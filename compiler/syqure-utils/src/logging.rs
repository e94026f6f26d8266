//! Syqure logging utilities. This defines the logger that every crate in the
//! workspace reaches through the [log] facade.
//!
//! Nothing should be logged while a standard stream is redirected, since the
//! record would end up in the captured output (or be discarded).

use once_cell::sync::OnceCell;

use crate::{
    highlight::{highlight, Colour, Modifier},
    log::{Level, LevelFilter, Log, Metadata, Record},
    stream::CompilerOutputStream,
    stream_writeln,
};

/// The logger used for `log!` statements.
///
/// Error records go to the error stream, everything else to the output
/// stream. Records are dropped until both streams are set.
#[derive(Default)]
pub struct CompilerLogger {
    /// The output stream that the logger will write to.
    pub output_stream: OnceCell<CompilerOutputStream>,

    /// The error stream that the logger will write to.
    pub error_stream: OnceCell<CompilerOutputStream>,
}

impl CompilerLogger {
    /// Create a new compiler logger.
    pub const fn new() -> Self {
        Self { output_stream: OnceCell::new(), error_stream: OnceCell::new() }
    }

    /// Attach the logger to the given streams, install it as the global
    /// logger and set the maximum level. Streams that were already attached
    /// are kept.
    pub fn install(
        &'static self,
        output_stream: CompilerOutputStream,
        error_stream: CompilerOutputStream,
        level: LevelFilter,
    ) -> Result<(), log::SetLoggerError> {
        let _ = self.output_stream.set(output_stream);
        let _ = self.error_stream.set(error_stream);

        log::set_logger(self)?;
        log::set_max_level(level);
        Ok(())
    }
}

impl Log for CompilerLogger {
    fn enabled(&self, metadata: &Metadata) -> bool {
        metadata.level() <= log::max_level()
    }

    fn log(&self, record: &Record) {
        if !self.enabled(record.metadata()) {
            return;
        }

        let level_prefix = match record.level() {
            Level::Error => highlight(Colour::Red | Modifier::Bold, "error"),
            Level::Warn => highlight(Colour::Yellow | Modifier::Bold, "warn"),
            Level::Info => highlight(Colour::Blue | Modifier::Bold, "info"),
            Level::Debug => highlight(Colour::Blue | Modifier::Bold, "debug"),
            Level::Trace => highlight(Colour::Magenta | Modifier::Bold, "trace"),
        };

        let stream = if record.level() == Level::Error {
            self.error_stream.get()
        } else {
            self.output_stream.get()
        };

        if let Some(stream) = stream {
            let mut out = stream.clone();
            stream_writeln!(out, "{level_prefix}: {}", record.args());
        }
    }

    fn flush(&self) {}
}
//! Scenarios for suppressing the diagnostic stream.
#![cfg(test)]

use pretty_assertions::assert_eq;
use rusty_fork::rusty_fork_test;
use syqure_stdio::{OutputCapture, StdStream, StreamSuppressor, SuppressorState};

use crate::{discard_identity, identity, write_stderr, write_stdout};

rusty_fork_test! {
    #[test]
    fn unrequested_suppression_leaves_the_stream_alone() {
        let stderr_before = identity(libc::STDERR_FILENO);

        let mut suppressor = StreamSuppressor::stderr(false);
        assert_eq!(suppressor.state(), SuppressorState::Inert);
        assert_eq!(identity(libc::STDERR_FILENO), stderr_before);

        suppressor.restore();
        assert_eq!(suppressor.state(), SuppressorState::Inert);
        assert_eq!(identity(libc::STDERR_FILENO), stderr_before);
    }

    #[test]
    fn suppressed_output_is_discarded_until_restored() {
        let stderr_before = identity(libc::STDERR_FILENO);

        // Capture around the suppressor to observe what reaches `stderr`.
        let mut capture = OutputCapture::new();
        capture.start().unwrap();

        let mut suppressor = StreamSuppressor::stderr(true);
        assert!(suppressor.is_engaged());
        assert_eq!(identity(libc::STDERR_FILENO), discard_identity());

        write_stderr(b"diagnostic\n");
        suppressor.restore();
        assert_eq!(suppressor.state(), SuppressorState::Restored);

        write_stderr(b"visible\n");
        capture.stop();

        assert_eq!(capture.stderr(), "visible\n");
        assert_eq!(identity(libc::STDERR_FILENO), stderr_before);
    }

    #[test]
    fn restoring_twice_is_harmless() {
        let stderr_before = identity(libc::STDERR_FILENO);

        let mut suppressor = StreamSuppressor::stderr(true);
        suppressor.restore();
        suppressor.restore();

        assert_eq!(suppressor.state(), SuppressorState::Restored);
        assert_eq!(identity(libc::STDERR_FILENO), stderr_before);
    }

    #[test]
    fn dropping_an_engaged_suppressor_restores_the_stream() {
        let stderr_before = identity(libc::STDERR_FILENO);

        {
            let _suppressor = StreamSuppressor::stderr(true);
            assert_eq!(identity(libc::STDERR_FILENO), discard_identity());
        }

        assert_eq!(identity(libc::STDERR_FILENO), stderr_before);
    }

    #[test]
    fn a_stream_that_cant_be_duplicated_stays_visible() {
        // Nothing to duplicate once the descriptor is closed.
        assert_eq!(unsafe { libc::close(libc::STDERR_FILENO) }, 0);

        let mut suppressor = StreamSuppressor::stderr(true);
        assert_eq!(suppressor.state(), SuppressorState::Inert);
        assert!(!suppressor.is_engaged());

        suppressor.restore();
        assert_eq!(suppressor.state(), SuppressorState::Inert);
        assert_eq!(unsafe { libc::fcntl(libc::STDERR_FILENO, libc::F_GETFD) }, -1);
    }

    #[test]
    fn only_the_chosen_stream_is_suppressed() {
        let stdout_before = identity(libc::STDOUT_FILENO);

        let mut capture = OutputCapture::new();
        capture.start().unwrap();
        let redirected_stderr = identity(libc::STDERR_FILENO);

        let mut suppressor = StreamSuppressor::engage(StdStream::Stdout, true);
        assert_eq!(suppressor.stream(), StdStream::Stdout);
        assert_eq!(identity(libc::STDERR_FILENO), redirected_stderr);

        write_stdout(b"hidden\n");
        write_stderr(b"shown\n");
        suppressor.restore();
        capture.stop();

        assert_eq!(capture.stdout(), "");
        assert_eq!(capture.stderr(), "shown\n");
        assert_eq!(identity(libc::STDOUT_FILENO), stdout_before);
    }
}
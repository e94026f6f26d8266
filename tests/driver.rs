//! The driver's build and run sequences against a scripted toolchain.
#![cfg(test)]

use std::path::{Path, PathBuf};

use pretty_assertions::assert_eq;
use rusty_fork::rusty_fork_test;
use syqure_driver::{Driver, RunOutput, Syqure};
use syqure_pipeline::{
    error::PipelineError,
    interface::UNKNOWN_ERROR_MESSAGE,
    settings::{CompileOptions, CompilerSettings, OptimisationLevel},
};
use syqure_utils::stream::CompilerOutputStream;

use crate::{
    identity, strip_ansi,
    toolchain::{FailAt, Script, ScriptedToolchain},
};

fn settings(quiet: bool) -> CompilerSettings {
    let mut settings = CompilerSettings::new("/opt/codon/bin/codon", "prog.codon");
    settings.plugins = vec!["sequre".to_string()];
    settings.libs = vec!["libextra.so".to_string()];
    settings.quiet = quiet;
    settings
}

fn program_script() -> Script {
    Script {
        diagnostics: "warning: unused variable\n".to_string(),
        program_stdout: "hello\n".to_string(),
        program_stderr: "warn\n".to_string(),
        fail: None,
    }
}

rusty_fork_test! {
    #[test]
    fn run_walks_the_session_in_order() {
        let toolchain = ScriptedToolchain::new(program_script());
        let mut driver = Driver::new(toolchain.clone());

        let result = driver.run(&settings(true), &["--party".to_string(), "0".to_string()]);

        assert!(result.is_success());
        assert_eq!(result.stdout, "hello\n");
        assert_eq!(result.stderr, "warn\n");
        assert_eq!(result.output_path, None);

        assert_eq!(
            toolchain.journal().calls,
            [
                "create debug",
                "plugin sequre",
                "parse prog.codon",
                "compile",
                "run prog.codon --party 0 | libextra.so",
            ]
        );
    }

    #[test]
    fn quiet_runs_only_hide_compiler_diagnostics() {
        let stderr_before = identity(libc::STDERR_FILENO);
        let toolchain = ScriptedToolchain::new(program_script());

        let result = Driver::new(toolchain.clone()).run(&settings(true), &[]);
        let journal = toolchain.journal();

        assert_eq!(journal.compile_stderr_discarded, Some(true));
        assert_eq!(journal.run_stderr_discarded, Some(false));
        assert!(!result.stderr.contains("unused variable"));
        assert_eq!(identity(libc::STDERR_FILENO), stderr_before);
    }

    #[test]
    fn verbose_runs_leave_diagnostics_visible() {
        let toolchain = ScriptedToolchain::new(program_script());

        let result = Driver::new(toolchain.clone()).run(&settings(false), &[]);

        assert!(result.is_success());
        assert_eq!(toolchain.journal().compile_stderr_discarded, Some(false));
        // Diagnostics are written before capturing starts.
        assert_eq!(result.stderr, "warn\n");
    }

    #[test]
    fn failed_programs_keep_their_output() {
        let mut script = program_script();
        script.fail = Some((FailAt::Run, "division by zero".to_string()));

        let stdout_before = identity(libc::STDOUT_FILENO);
        let result = Driver::new(ScriptedToolchain::new(script)).run(&settings(true), &[]);

        assert_eq!(result.status, 1);
        assert_eq!(result.error_message(), "division by zero");
        assert_eq!(result.stdout, "hello\n");
        assert_eq!(result.stderr, "warn\n");
        assert_eq!(identity(libc::STDOUT_FILENO), stdout_before);
    }

    #[test]
    fn compile_failures_stop_before_running() {
        let mut script = program_script();
        script.fail = Some((FailAt::Parse, "unexpected token".to_string()));

        let stderr_before = identity(libc::STDERR_FILENO);
        let toolchain = ScriptedToolchain::new(script);
        let result = Driver::new(toolchain.clone()).run(&settings(true), &[]);

        assert_eq!(result.status, 1);
        assert_eq!(result.error_message(), "unexpected token");
        assert_eq!(result.stdout, "");
        assert_eq!(toolchain.journal().calls.last().map(String::as_str), Some("parse prog.codon"));
        assert_eq!(identity(libc::STDERR_FILENO), stderr_before);
    }

    #[test]
    fn silent_failures_get_a_generic_message() {
        let mut script = program_script();
        script.fail = Some((FailAt::Compile, String::new()));

        let result = Driver::new(ScriptedToolchain::new(script)).run(&settings(true), &[]);

        assert_eq!(result.error_message(), UNKNOWN_ERROR_MESSAGE);
    }

    #[test]
    fn uncaptured_runs_write_straight_through() {
        let toolchain = ScriptedToolchain::new(program_script());
        let result = Driver::new(toolchain).with_capture(false).run(&settings(true), &[]);

        assert!(result.is_success());
        assert_eq!(result.stdout, "");
        assert_eq!(result.stderr, "");
    }

    #[test]
    fn nonblocking_drivers_capture_the_same_output() {
        let toolchain = ScriptedToolchain::new(program_script());
        let result =
            Driver::new(toolchain).with_nonblocking_reads(true).run(&settings(true), &[]);

        assert_eq!(result.stdout, "hello\n");
        assert_eq!(result.stderr, "warn\n");
    }

    #[test]
    fn build_exe_writes_the_executable() {
        let toolchain = ScriptedToolchain::new(program_script());
        let mut settings = settings(true);
        settings.optimisation_level = OptimisationLevel::Release;
        settings.standalone = true;

        let result = Driver::new(toolchain.clone()).build_exe(&settings, Path::new("out/prog"));

        assert!(result.is_success());
        assert_eq!(result.output_path, Some(PathBuf::from("out/prog")));
        assert_eq!(result.stdout, "");
        assert_eq!(
            toolchain.journal().calls,
            [
                "create release",
                "plugin sequre",
                "parse prog.codon",
                "compile",
                "link out/prog shared=false",
            ]
        );
    }

    #[test]
    fn build_exe_reports_link_failures() {
        let mut script = program_script();
        script.fail = Some((FailAt::Link, "undefined symbol: seq_main".to_string()));

        let result = Driver::new(ScriptedToolchain::new(script)).build_exe(&settings(true), Path::new("prog"));

        assert_eq!(result.status, 1);
        assert_eq!(result.error_message(), "undefined symbol: seq_main");
        assert_eq!(result.output_path, None);
    }

    #[test]
    fn facade_runs_existing_sources() {
        let dir = tempfile::tempdir().unwrap();
        let source = dir.path().join("prog.codon");
        std::fs::write(&source, "print('hello')\n").unwrap();

        let options = CompileOptions {
            codon_path: dir.path().join("install"),
            program_args: vec!["1".to_string()],
            clean_sockets: false,
            ..CompileOptions::default()
        };

        let toolchain = ScriptedToolchain::new(program_script());
        let mut syqure = Syqure::with_toolchain(options, toolchain.clone());

        let output = syqure.compile_and_maybe_run(&source).unwrap();
        assert_eq!(output, RunOutput::new("hello\n".to_string(), "warn\n".to_string(), None));

        let calls = toolchain.journal().calls;
        assert_eq!(calls[1], "plugin sequre");
        assert!(calls[4].starts_with(&format!("run {} 1", source.display())));
    }

    #[test]
    fn facade_builds_next_to_the_source() {
        let dir = tempfile::tempdir().unwrap();
        let source = dir.path().join("prog.codon");
        std::fs::write(&source, "print('hello')\n").unwrap();

        let options = CompileOptions {
            codon_path: dir.path().join("install"),
            run_after_build: false,
            clean_sockets: false,
            ..CompileOptions::default()
        };

        let mut syqure = Syqure::with_toolchain(options, ScriptedToolchain::new(program_script()));
        let output = syqure.compile_and_maybe_run(&source).unwrap();

        assert_eq!(output.output_path, Some(dir.path().join("prog")));
        assert_eq!(output.stdout, "");
    }

    #[test]
    fn facade_failures_carry_the_program_output() {
        let dir = tempfile::tempdir().unwrap();
        let source = dir.path().join("prog.codon");
        std::fs::write(&source, "").unwrap();

        let mut script = program_script();
        script.fail = Some((FailAt::Run, "division by zero".to_string()));

        let options = CompileOptions { clean_sockets: false, ..CompileOptions::default() };
        let mut syqure = Syqure::with_toolchain(options, ScriptedToolchain::new(script));

        let error = syqure.compile_and_maybe_run(&source).unwrap_err();
        assert_eq!(error.captured_output(), Some(("hello\n", "warn\n")));

        let stream = CompilerOutputStream::owned();
        error.report(stream.clone());
        assert_eq!(strip_ansi(&stream.contents().unwrap()), "error: codon run failed: division by zero\n");
        assert!(matches!(error, PipelineError::RunFailed { .. }));
    }
}
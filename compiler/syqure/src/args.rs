//! Command line options of the `syqure` binary.
use std::path::PathBuf;

use clap::Parser;
use syqure_pipeline::settings::{CompileOptions, DEFAULT_PLUGIN};

/// Compile and run Codon/Sequre programs.
#[derive(Parser, Debug)]
#[command(name = "syqure", version, about = "Compile and run Codon/Sequre programs")]
pub struct CompilerOptions {
    /// Path to the .codon source file
    pub source: PathBuf,

    /// Compile in release mode
    #[arg(long)]
    pub release: bool,

    /// Only build; do not run the resulting binary
    #[arg(long)]
    pub build_only: bool,

    /// Path to Codon installation (defaults to CODON_PATH or ./codon/install)
    #[arg(long, env = "CODON_PATH")]
    pub codon_path: Option<PathBuf>,

    /// The plugin to load, by name or path
    #[arg(long, default_value = DEFAULT_PLUGIN)]
    pub plugin: String,

    /// Disable an optimisation pass, in addition to the default ones
    #[arg(long = "disable-opt", value_name = "PASS")]
    pub disable_opts: Vec<String>,

    /// Additional library to link
    #[arg(long = "lib", value_name = "LIB")]
    pub libs: Vec<String>,

    /// Extra flags for the linker
    #[arg(long, default_value = "")]
    pub linker_flags: String,

    /// Where to write the executable when only building
    #[arg(long, short)]
    pub output: Option<PathBuf>,

    /// Show compiler warnings
    #[arg(long)]
    pub verbose: bool,

    /// Log what the driver does
    #[arg(long)]
    pub debug: bool,

    /// Analyse the source statically instead of compiling it
    #[arg(long)]
    pub analyze: bool,

    /// Print the analysis as JSON
    #[arg(long, requires = "analyze")]
    pub json: bool,

    /// Print the version of the Codon compiler before compiling
    #[arg(long)]
    pub version_info: bool,

    /// Program arguments passed to the compiled Codon binary
    #[arg(last = true)]
    pub program_args: Vec<String>,
}

impl From<CompilerOptions> for CompileOptions {
    fn from(options: CompilerOptions) -> Self {
        let mut compile = CompileOptions::default();

        if let Some(path) = options.codon_path {
            compile.codon_path = path;
        }

        compile.plugin = options.plugin;
        compile.disable_passes.extend(options.disable_opts);
        compile.release = options.release;
        compile.run_after_build = !options.build_only;
        compile.program_args = options.program_args;
        compile.libs = options.libs;
        compile.linker_flags = options.linker_flags;
        compile.quiet = !options.verbose;
        compile.output_path = options.output;

        compile
    }
}
//! The syqure driver: runs a compiler toolchain with its diagnostics
//! optionally suppressed, captures what the compiled program writes, and
//! provides the [Syqure] facade over the Codon toolchain.

pub mod codon;
pub mod driver;
pub mod syqure;

pub use driver::Driver;
pub use syqure::{RunOutput, Syqure};
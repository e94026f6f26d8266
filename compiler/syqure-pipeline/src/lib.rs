//! Syqure pipeline types shared between the driver and the toolchains it
//! drives: the settings of a build, the contract a toolchain implements, the
//! result record of a build and the errors of the pipeline.

pub mod error;
pub mod fs;
pub mod interface;
pub mod result;
pub mod settings;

==*==

## Task instructions
If a line in the entries contains the word "Bold", copy that line out.

## Response for this exercise
            Level::Error => highlight(Colour::Red | Modifier::Bold, "error"),
            Level::Warn => highlight(Colour::Yellow | Modifier::Bold, "warn"),
            Level::Info => highlight(Colour::Blue | Modifier::Bold, "info"),
            Level::Debug => highlight(Colour::Blue | Modifier::Bold, "debug"),
            Level::Trace => highlight(Colour::Magenta | Modifier::Bold, "trace"),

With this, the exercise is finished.